La sociedad se infantiliza y retuerce en la búsqueda no ya de la verdad, sino de una posición más cómoda mientras la existencia. Y este cambio de objetivo, de orientación hacia el acomodamiento, no conlleva más que a una pérdida de la identidad. Ante esta perspectiva, el cine en su condición de arte al servicio del hombre plasma la realidad y advierte de sus consecuencias. El género de ciencia ficción – traducción inexacta de Scientifiction, que viene a ser algo así como ficción científica, más acorde con algunos temas que se engloban dentro de él – tiende a imaginar y especular sobre qué nos deparará el mañana. No en vano, era conocida originariamente como literatura de anticipación.
«Bienvenidos a Gattaca. Bienvenidos a una sociedad donde una sola gota de tu sangre puede determinar a qué edad morirás, con quien deberías casarte o qué trabajo deberías desempeñar porque es el más apropiado para tu constitución genética.

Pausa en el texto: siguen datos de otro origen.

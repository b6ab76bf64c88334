//! Hosted objects and the path-keyed tree the dispatcher resolves
//! inbound method calls against.

use std::collections::{BTreeSet, HashMap};

use async_trait::async_trait;

use crate::error::*;
use crate::message::{Call, MethodError, MethodResult};
use crate::value::Value;

/// An object this process exposes on the bus.
///
/// The engine invokes [`Object::call`] for every inbound method call whose
/// path matches and whose interface is not one of the built-in handlers
/// (Introspectable, Peer, Properties); those are answered from the
/// object's metadata accessors instead.
#[async_trait]
pub trait Object: Send {
    /// The object path this object is registered under.
    fn path(&self) -> &str;

    /// XML fragment describing the object's interfaces, inserted into the
    /// introspection document.
    fn introspect(&self) -> String {
        String::new()
    }

    fn property(&self, interface: &str, name: &str) -> Option<Value> {
        let _ = (interface, name);
        None
    }

    fn properties(&self, interface: &str) -> Vec<(String, Value)> {
        let _ = interface;
        Vec::new()
    }

    fn set_property(&mut self, interface: &str, name: &str, value: Value) -> MethodResult<()> {
        let _ = (interface, value);
        Err(MethodError::unknown_property(name))
    }

    async fn call(&mut self, call: &Call) -> MethodResult<Vec<Value>>;
}

/// The set of hosted objects, keyed by object path.
#[derive(Default)]
pub struct ObjectTree {
    objects: HashMap<String, Box<dyn Object>>,
}

impl ObjectTree {
    pub fn new() -> Self {
        ObjectTree { objects: HashMap::new() }
    }

    /// Register an object under its own path. Registering a second object
    /// at the same path is a usage error.
    pub fn register(&mut self, object: Box<dyn Object>) -> Result<()> {
        let path = object.path().to_owned();
        if self.objects.contains_key(&path) {
            return Err(context!(ErrorKind::ObjectExists(path)));
        }
        self.objects.insert(path, object);
        Ok(())
    }

    pub fn get(&self, path: &str) -> Option<&dyn Object> {
        self.objects.get(path).map(|b| &**b)
    }

    pub fn get_mut(&mut self, path: &str) -> Option<&mut Box<dyn Object>> {
        self.objects.get_mut(path)
    }

    /// Names of the direct children of `path`, for introspection.
    pub fn children(&self, path: &str) -> Vec<String> {
        let base = if path == "/" { "/".to_owned() } else { format!("{}/", path) };
        let mut names = BTreeSet::new();
        for registered in self.objects.keys() {
            if let Some(rest) = registered.strip_prefix(&base) {
                if rest.is_empty() {
                    continue;
                }
                let first = rest.split('/').next().unwrap_or(rest);
                names.insert(first.to_owned());
            }
        }
        names.into_iter().collect()
    }
}

#[cfg(test)]
mod tests {
    use super::*;

    struct Dummy(&'static str);

    #[async_trait]
    impl Object for Dummy {
        fn path(&self) -> &str {
            self.0
        }

        async fn call(&mut self, _call: &Call) -> MethodResult<Vec<Value>> {
            Ok(Vec::new())
        }
    }

    #[test]
    fn register_rejects_duplicate_path() {
        let mut tree = ObjectTree::new();
        tree.register(Box::new(Dummy("/a"))).unwrap();
        let err = tree.register(Box::new(Dummy("/a"))).unwrap_err();
        assert!(matches!(err.kind(), ErrorKind::ObjectExists(p) if p == "/a"));
    }

    #[test]
    fn children_are_direct_and_deduplicated() {
        let mut tree = ObjectTree::new();
        tree.register(Box::new(Dummy("/a/b"))).unwrap();
        tree.register(Box::new(Dummy("/a/b/c"))).unwrap();
        tree.register(Box::new(Dummy("/a/d"))).unwrap();
        assert_eq!(tree.children("/a"), vec!["b".to_owned(), "d".to_owned()]);
        assert_eq!(tree.children("/a/b"), vec!["c".to_owned()]);
        assert_eq!(tree.children("/"), vec!["a".to_owned()]);
        assert!(tree.children("/x").is_empty());
    }
}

Una sociedad donde una persona no genéticamente mejorada tiene muy pocas posibilidades de triunfar, o donde un diseño erróneo puede marcarte para toda la vida.» (Gattaca)
Los sustitutos (Surrogates, 2009) no es tan solo una advertencia al desarrollo apocalíptico de la interacción social, a día de hoy subordinadas por las redes sociales; ni tan poco se limita a una crítica contra un mundo obsesionado con el físico y la apariencia; es, además, un toque de atención en defensa de la identidad humana, derecho por el cual el ser hombre y la mujer pueden llegar a realizarse.

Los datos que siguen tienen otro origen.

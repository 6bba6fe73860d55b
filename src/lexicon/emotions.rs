//! Emoji emotion buckets.

use std::collections::HashMap;
use std::fs;
use std::path::Path;

use indexmap::IndexMap;

use crate::error::{ChatstatError, Result};

const DEFAULT_BUCKETS: &str = include_str!("../../data/emotions.json");

/// Maps emotion bucket names to the emoji that express them.
///
/// Bucket order is the order of the source document and is kept in every
/// summary built from the lexicon.
///
/// # Format
///
/// ```json
/// { "happy": ["😀", "😂"], "sad": ["😢"] }
/// ```
#[derive(Debug, Clone, PartialEq, Eq)]
pub struct EmotionLexicon {
    buckets: IndexMap<String, Vec<String>>,
    index: HashMap<String, usize>,
}

impl EmotionLexicon {
    /// Builds a lexicon from bucket → emoji lists.
    ///
    /// An emoji listed in several buckets counts for the first one.
    pub fn new(buckets: IndexMap<String, Vec<String>>) -> Self {
        let mut index = HashMap::new();
        for (position, glyphs) in buckets.values().enumerate() {
            for glyph in glyphs {
                index.entry(normalize(glyph)).or_insert(position);
            }
        }
        Self { buckets, index }
    }

    /// Parses a JSON object of bucket name → list of emoji.
    pub fn from_json(json: &str) -> Result<Self> {
        let buckets: IndexMap<String, Vec<String>> = serde_json::from_str(json)?;
        if let Some(name) = buckets.keys().find(|name| name.trim().is_empty()) {
            return Err(ChatstatError::invalid_lexicon(
                "emotion",
                format!("empty bucket name {name:?}"),
            ));
        }
        Ok(Self::new(buckets))
    }

    /// Loads a JSON lexicon file.
    pub fn load(path: &Path) -> Result<Self> {
        let json = fs::read_to_string(path)?;
        Self::from_json(&json)
    }

    /// Returns the bucket names in order.
    pub fn buckets(&self) -> impl Iterator<Item = &str> {
        self.buckets.keys().map(String::as_str)
    }

    /// Returns the bucket position of `emoji`, ignoring variation selectors.
    pub fn bucket_index(&self, emoji: &str) -> Option<usize> {
        self.index.get(&normalize(emoji)).copied()
    }

    /// Returns the bucket name of `emoji`.
    pub fn bucket_of(&self, emoji: &str) -> Option<&str> {
        let position = self.bucket_index(emoji)?;
        self.buckets
            .get_index(position)
            .map(|(name, _)| name.as_str())
    }

    pub fn len(&self) -> usize {
        self.buckets.len()
    }

    pub fn is_empty(&self) -> bool {
        self.buckets.is_empty()
    }
}

impl Default for EmotionLexicon {
    /// Buckets `happy`, `sad`, `angry` and `annoyed`.
    fn default() -> Self {
        Self::from_json(DEFAULT_BUCKETS).expect("embedded emotion lexicon is valid JSON")
    }
}

fn normalize(glyph: &str) -> String {
    glyph.chars().filter(|&c| c != '\u{FE0F}').collect()
}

A través de la fórmula narrativa del Whodunit, el film nos presenta la interesante idea, originaria de obras literarias de autores como Philip K. Dick y Ray Bradbury. Dicha premisa es de lo poco destacable en una película floja en líneas generales, tildada de fracaso por la crítica y ninguneada por el público, que no sabe aprovechar su acertada premisa por unos personajes planos; un devaneo de diálogos que llega a su culmen en el encuentro final entre Bruce Willis y James Cromwell; y, sobre todo, por la prioridad de la acción e intriga características del cine americano policiaco (archirepetida «cuenta atrás» incluida) sobre la una posible explotación dramática de los personajes y temas colindantes como el referido al matrimonio, cogido con pinzas a lo largo de la historia.
Todo lo contrario a Moon (Moon, 2009), la exitosa ópera prima de Duncan Jones, adalid de los productos cinematográficos low cost que se mueve en el subgénero denominado ciencia ficción íntima. La historia se centra en los últimos días en la luna de un astronauta interpretado por el (único) actor Sam Rockwell, que llena la pantalla sin nada que envidiar al superviviente Will Smith en Soy Leyenda (I am Leyend, 2007).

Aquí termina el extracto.